Pandas Timedelta parse AM/PM - Nineya|java/go/python

I have some data that is roughly like "%H:%M:%S %P" (where %P is AM/PM). I'd like to store it as a Timedelta representing seconds since midnight.

Currently parsing that "succeeds", ignoring the AM / PM

In [3]: import pandas as pd

In [6]: raw = ['3:25:00 AM', '3:25:00 PM', '12:30:00 AM', '12:30:00 PM']
   ...: base = pd.to_timedelta(raw)
   ...: base
   ...:
Out[6]: TimedeltaIndex(['03:25:00', '03:25:00', '12:30:00', '12:30:00'], dtype='timedelta64[ns]', freq=None)

Here's my current workaround.

In [7]: split = pd.Series(raw).str.extract(r"(?P<base>\S+) (?P<am_pm>\w{2})", expand=True)
   ...: base = pd.to_timedelta(split['base'])
   ...: hour = base.dt.total_seconds() // (60 * 60)
   ...:
   ...: move_ahead = (split.am_pm == "PM") & (hour < 12)
   ...: move_back = (split.am_pm == "AM") & (hour == 12)
   ...:
   ...: base[move_ahead] += pd.Timedelta("12H")
   ...: base[move_back] -= pd.Timedelta("12H")
   ...: base
   ...:
Out[7]:
0   03:25:00
1   15:25:00
2   00:30:00
3   12:30:00
Name: base, dtype: timedelta64[ns]

That works, but is a bit tricky to get right (assuming I have gotten it right). I'd propose that we either

raise when we see am/pm in the data, and add this as cookbook recipe
Try to support parsing this kind of data directly

Comment From: chris-b1

The 'today' part of this is a hack, but here's a slightly simpler recipe


In [23]: raw = ['3:25:00 AM', '3:25:00 PM', '12:30:00 AM', '12:30:00 PM']

In [24]: pd.to_datetime(raw)
Out[24]: 
DatetimeIndex(['2017-12-15 03:25:00', '2017-12-15 15:25:00',
               '2017-12-15 00:30:00', '2017-12-15 12:30:00'],
              dtype='datetime64[ns]', freq=None)

In [25]: pd.to_datetime(raw) - pd.Timestamp('today').normalize()
Out[25]: TimedeltaIndex(['03:25:00', '15:25:00', '00:30:00', '12:30:00'], dtype='timedelta64[ns]', freq=None)
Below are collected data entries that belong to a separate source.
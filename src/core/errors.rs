// src/core/errors.rs
use thiserror::Error;

#[derive(Debug, Error)]
pub enum TrustError {
    #[error("Invalid Argument: {0}")]
    InvalidArgument(String),
    #[error("Illegal State: {0}")]
    IllegalState(String),
    #[error("Incompatible Dimensions: {0}")]
    IncompatibleDimensions(String),
    #[error("Model Prediction Error: {0}")]
    ModelPrediction(String),
    #[error("Numerical Error: {0}")]
    Numerical(String),
    #[error("Configuration Error: {0}")]
    Config(String),
    #[error("Ndarray Error: {0}")]
    Ndarray(#[from] ndarray::ShapeError),
}

impl From<toml::de::Error> for TrustError {
    fn from(err: toml::de::Error) -> Self {
        TrustError::Config(err.to_string())
    }
}

impl From<std::io::Error> for TrustError {
    fn from(err: std::io::Error) -> Self {
        TrustError::Config(format!("failed to read configuration: {}", err))
    }
}

// Convenience type alias for Result
pub type Result<T> = std::result::Result<T, TrustError>;
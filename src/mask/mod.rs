// src/mask/mod.rs

//! Domain masks turn a raw attribution tensor into one relevance score per
//! action, combining static feature/action priors with the latest
//! observation.

pub mod attribution;
pub mod lunar_lander;

pub use attribution::{attribution_from_explanation, normalize_over_features, spatial_attribution};
pub use lunar_lander::{LUNAR_LANDER_FEATURES, LUNAR_LANDER_FEATURE_SCALES};

use crate::config::MaskConfig;
use crate::core::{AttributionTensor, Instance, Result, TrustError};
use ndarray::{Array1, Array2, Axis};
use serde::Deserialize;

/// How the current observation modulates the static weights.
#[derive(Debug, Clone, Copy, PartialEq, Eq, Default, Deserialize)]
#[serde(rename_all = "snake_case")]
pub enum WeightingPolicy {
    /// `weight · s`, where `s` is the clipped, scaled feature magnitude.
    Plain,
    /// `weight · (1 + s)`.
    #[default]
    AmplifyByState,
}

pub trait Mask {
    fn action_space(&self) -> usize;

    /// Replaces the stored observation.
    fn update(&mut self, obs: &Instance) -> Result<()>;

    /// One score per action for an attribution tensor of shape
    /// (batch, features, height, width, actions).
    fn compute(&self, attribution: &AttributionTensor) -> Result<Array1<f64>>;
}

/// Mask backed by a static (features × actions) weight matrix.
///
/// Lifecycle of the observation snapshot: `None` after construction,
/// replaced wholesale by every `update`, no history kept. A mask instance
/// therefore must not be shared between concurrently evaluated agents.
#[derive(Debug, Clone)]
pub struct DomainMask {
    weights: Array2<f64>,
    feature_scales: Array1<f64>,
    policy: WeightingPolicy,
    normalize_scores: bool,
    last_obs: Option<Instance>,
}

impl DomainMask {
    pub fn new(weights: Array2<f64>, feature_scales: Array1<f64>) -> Result<Self> {
        if weights.nrows() != feature_scales.len() {
            return Err(TrustError::IncompatibleDimensions(format!(
                "{} weight rows but {} feature scales",
                weights.nrows(),
                feature_scales.len()
            )));
        }
        if weights.iter().any(|&w| !(w.is_finite() && w >= 0.0)) {
            return Err(TrustError::InvalidArgument(
                "Mask weights must be finite and non-negative.".to_string(),
            ));
        }
        if feature_scales.iter().any(|&s| !(s.is_finite() && s > 0.0)) {
            return Err(TrustError::InvalidArgument(
                "Feature scales must be finite and positive.".to_string(),
            ));
        }
        Ok(DomainMask {
            weights,
            feature_scales,
            policy: WeightingPolicy::default(),
            normalize_scores: false,
            last_obs: None,
        })
    }

    pub fn with_policy(mut self, policy: WeightingPolicy) -> Self {
        self.policy = policy;
        self
    }

    pub fn with_config(mut self, config: &MaskConfig) -> Self {
        self.policy = config.policy;
        self.normalize_scores = config.normalize_scores;
        self
    }

    pub fn weights(&self) -> &Array2<f64> {
        &self.weights
    }

    pub fn feature_scales(&self) -> &Array1<f64> {
        &self.feature_scales
    }

    pub fn policy(&self) -> WeightingPolicy {
        self.policy
    }

    pub fn num_features(&self) -> usize {
        self.weights.nrows()
    }

    pub fn last_obs(&self) -> Option<&Instance> {
        self.last_obs.as_ref()
    }

    fn state_factors(&self, obs: &Instance) -> Array1<f64> {
        let scaled = (obs.mapv(f64::abs) / &self.feature_scales).mapv(|v| v.clamp(0.0, 1.0));
        match self.policy {
            WeightingPolicy::Plain => scaled,
            WeightingPolicy::AmplifyByState => scaled.mapv(|v| 1.0 + v),
        }
    }
}

impl Mask for DomainMask {
    fn action_space(&self) -> usize {
        self.weights.ncols()
    }

    fn update(&mut self, obs: &Instance) -> Result<()> {
        if obs.len() != self.num_features() {
            return Err(TrustError::IncompatibleDimensions(format!(
                "observation has {} features, mask expects {}",
                obs.len(),
                self.num_features()
            )));
        }
        self.last_obs = Some(obs.clone());
        Ok(())
    }

    fn compute(&self, attribution: &AttributionTensor) -> Result<Array1<f64>> {
        let shape = attribution.shape();
        if shape[1] != self.num_features() || shape[4] != self.action_space() {
            return Err(TrustError::IncompatibleDimensions(format!(
                "attribution of shape {:?} does not match a mask of {} features x {} actions",
                shape,
                self.num_features(),
                self.action_space()
            )));
        }

        // (features, actions), summed over batch and spatial axes.
        let per_feature = attribution
            .sum_axis(Axis(3))
            .sum_axis(Axis(2))
            .sum_axis(Axis(0));

        let effective = match &self.last_obs {
            None => self.weights.clone(),
            Some(obs) => {
                let factors = self.state_factors(obs).insert_axis(Axis(1));
                &self.weights * &factors
            }
        };

        let mut scores = (&effective * &per_feature).sum_axis(Axis(0));
        if self.normalize_scores {
            scores.mapv_inplace(|v| v.max(0.0));
            let total = scores.sum();
            if total > 0.0 {
                scores.mapv_inplace(|v| v / total);
            }
        }
        Ok(scores)
    }
}
// src/mask/lunar_lander.rs

//! Preset mask for the 8-dimensional LunarLander state and its 4 discrete
//! actions (do nothing, fire left, fire main, fire right).

use super::{DomainMask, WeightingPolicy};
use ndarray::{Array1, Array2};

pub const LUNAR_LANDER_FEATURES: [&str; 8] = [
    "x_pos",
    "y_pos",
    "x_vel",
    "y_vel",
    "angle",
    "angular_vel",
    "leg1_contact",
    "leg2_contact",
];

/// Bounds of the observation box, used to scale magnitudes into [0, 1].
pub const LUNAR_LANDER_FEATURE_SCALES: [f64; 8] =
    [2.5, 2.5, 10.0, 10.0, 6.2831855, 10.0, 1.0, 1.0];

// Averaged per-action LIME importance, one row per action.
const ACTION_WEIGHTS: [[f64; 8]; 4] = [
    [0.03501646, 0.02868263, 0.67910854, 0.19795921, 0.00638668, 0.05284648, 0.0, 0.0],
    [0.00426566, 0.00824412, 0.84698007, 0.02906354, 0.02114819, 0.09029842, 0.0, 0.0],
    [0.00634047, 0.00430323, 0.31383184, 0.53397896, 0.06132264, 0.08022287, 0.0, 0.0],
    [0.00606135, 0.00799748, 0.77693051, 0.07101095, 0.03231421, 0.10568552, 0.0, 0.0],
];

impl DomainMask {
    pub fn lunar_lander() -> Self {
        let weights = Array2::from_shape_fn((8, 4), |(feature, action)| {
            ACTION_WEIGHTS[action][feature]
        });
        DomainMask {
            weights,
            feature_scales: Array1::from(LUNAR_LANDER_FEATURE_SCALES.to_vec()),
            policy: WeightingPolicy::AmplifyByState,
            normalize_scores: false,
            last_obs: None,
        }
    }
}

#[cfg(test)]
mod tests {
    use super::*;
    use crate::mask::Mask;
    use approx::assert_abs_diff_eq;
    use ndarray::{array, Array5, Axis};

    #[test]
    fn preset_has_lunar_lander_shape() {
        let mask = DomainMask::lunar_lander();
        assert_eq!(mask.num_features(), LUNAR_LANDER_FEATURES.len());
        assert_eq!(mask.action_space(), 4);
        assert_abs_diff_eq!(mask.weights()[[2, 1]], 0.84698007, epsilon = 1e-12);
        // Each action column is an averaged, normalized importance vector.
        for column in mask.weights().axis_iter(Axis(1)) {
            assert_abs_diff_eq!(column.sum(), 1.0, epsilon = 1e-6);
        }
    }

    #[test]
    fn descending_lander_favours_main_engine_on_vertical_velocity() {
        let mut mask = DomainMask::lunar_lander();
        mask.update(&array![0.0, 1.0, 0.0, -5.0, 0.0, 0.0, 0.0, 0.0]).unwrap();
        // All attribution on y_vel for every action.
        let mut attribution = Array5::zeros((1, 8, 1, 1, 4));
        for a in 0..4 {
            attribution[[0, 3, 0, 0, a]] = 1.0;
        }
        let scores = mask.compute(&attribution).unwrap();
        assert_abs_diff_eq!(scores[2], 0.53397896 * 1.5, epsilon = 1e-9);
        assert!(scores[2] > scores[0] && scores[2] > scores[1] && scores[2] > scores[3]);
    }
}
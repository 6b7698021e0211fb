// src/algorithms/sampler.rs

use crate::core::{Dataset, Instance, PerturbationKind, PerturbationSet, Result, TrustError};
use rand::rngs::StdRng;
use rand::seq::index;
use rand::{Rng, SeedableRng};
use rand_distr::StandardNormal;

/// How synthetic neighbours of an instance are drawn.
#[derive(Debug, Clone, Copy, PartialEq)]
pub enum PerturbationMode {
    /// `instance + noise_scale * N(0, 1)` per feature. Values are not
    /// clipped to the observation space.
    Additive { noise_scale: f64 },
    /// `mask ⊙ instance` with binary masks. With `cardinality = Some(k)`
    /// every mask has exactly `k` ones, otherwise each entry is a fair coin.
    Mask { cardinality: Option<usize> },
}

#[derive(Debug, Clone)]
pub struct PerturbationSampler {
    rng: StdRng,
}

impl PerturbationSampler {
    pub fn new(seed: Option<u64>) -> Self {
        let rng = match seed {
            Some(seed) => StdRng::seed_from_u64(seed),
            None => StdRng::from_entropy(),
        };
        PerturbationSampler { rng }
    }

    pub fn sample(
        &mut self,
        instance: &Instance,
        count: usize,
        mode: PerturbationMode,
    ) -> Result<PerturbationSet> {
        if count == 0 {
            return Err(TrustError::InvalidArgument(
                "Number of perturbation samples must be positive.".to_string(),
            ));
        }
        match mode {
            PerturbationMode::Additive { noise_scale } => {
                Ok(self.additive(instance, count, noise_scale))
            }
            PerturbationMode::Mask { cardinality } => self.masked(instance, count, cardinality),
        }
    }

    fn additive(&mut self, instance: &Instance, count: usize, noise_scale: f64) -> PerturbationSet {
        let d = instance.len();
        let rng = &mut self.rng;
        let samples = Dataset::from_shape_fn((count, d), |(_, j)| {
            let noise: f64 = rng.sample(StandardNormal);
            instance[j] + noise * noise_scale
        });
        log::debug!(
            "drew {} additive perturbations over {} features (noise scale {})",
            count,
            d,
            noise_scale
        );
        PerturbationSet {
            kind: PerturbationKind::Additive,
            samples,
            masks: None,
        }
    }

    fn masked(
        &mut self,
        instance: &Instance,
        count: usize,
        cardinality: Option<usize>,
    ) -> Result<PerturbationSet> {
        let d = instance.len();
        let mut masks = Dataset::zeros((count, d));

        match cardinality {
            Some(k) => {
                if k > d {
                    return Err(TrustError::InvalidArgument(format!(
                        "Mask cardinality {} exceeds the number of features {}.",
                        k, d
                    )));
                }
                for mut row in masks.rows_mut() {
                    for idx in index::sample(&mut self.rng, d, k).iter() {
                        row[idx] = 1.0;
                    }
                }
            }
            None => {
                for value in masks.iter_mut() {
                    if self.rng.gen_bool(0.5) {
                        *value = 1.0;
                    }
                }
            }
        }

        let samples = &masks * instance;
        log::debug!(
            "drew {} binary masks over {} features (cardinality {:?})",
            count,
            d,
            cardinality
        );
        Ok(PerturbationSet {
            kind: PerturbationKind::Multiplicative,
            samples,
            masks: Some(masks),
        })
    }
}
Comment From: TomAugspurger

Oh, that's clever :)

Comment From: WillAyd

If we wanted to do option 2 I don't think it would be all that difficult. I think we would just need to update parse_timedelta_string to detect AM/PM and add 1000000000L * 3600 * 12 to the result in case of the latter. The only exception would be if the hour is 12 - then we'd remove that amount from the result if the AM is detected and leave PM untouched.

Happy to give it a go in a PR

https://github.com/pandas-dev/pandas/blob/b5f1e716d89487423bb12d6cc4e6da2b39184531/pandas/_libs/tslibs/timedeltas.pyx#L238

Comment From: pganssle

I would think that it's inadvisable to include AM and PM in any sort of Timedelta parser. I would think parsing what is obviously a time to Timedelta is just the wrong behavior. I would probably throw an error on AM/PM and instead use @chris-b1's solution. The today thing can be made more explicit by specifying any default date (unless the "today" behavior is 100% known to be stable and not likely to be affected by DST changes or leap seconds or whatever) for the parse and then subtracting that off (or by adding first-class Time support that doesn't require a date portion).

Comment From: mihaicezar

I agree with @pganssle for the fact that Timedelta should not be used for parsing a time. Probably timedeltas.pyx should have always thrown an error on AM/PM. This solution means it's then on the external developer to deal with the problem (and @chris-b1's workaround is a bit risky).

However, if support for AM/PM is decided, @WillAyd's idea is a bit incomplete in the negative domain: While pandas.Timedelta('-1 days 12:59:59 AM') is covered, pandas.Timedelta('- 12:59:59 AM') should raise an error (it has literally no logical meaning).

So which way should this go?

Comment From: WillAyd

I think an error here makes sense so unless @TomAugspurger disagrees would certainly take a PR!

Comment From: TomAugspurger

Raising sounds fine.

Comment From: mihaicezar

@WillAyd @TomAugspurger Just to be sure, you mean raising error on any AM/PM, right?

Comment From: WillAyd

Yep!

Comment From: jbrockmendel

Looks like pd.core.tools.times.to_time does not handle the OP example.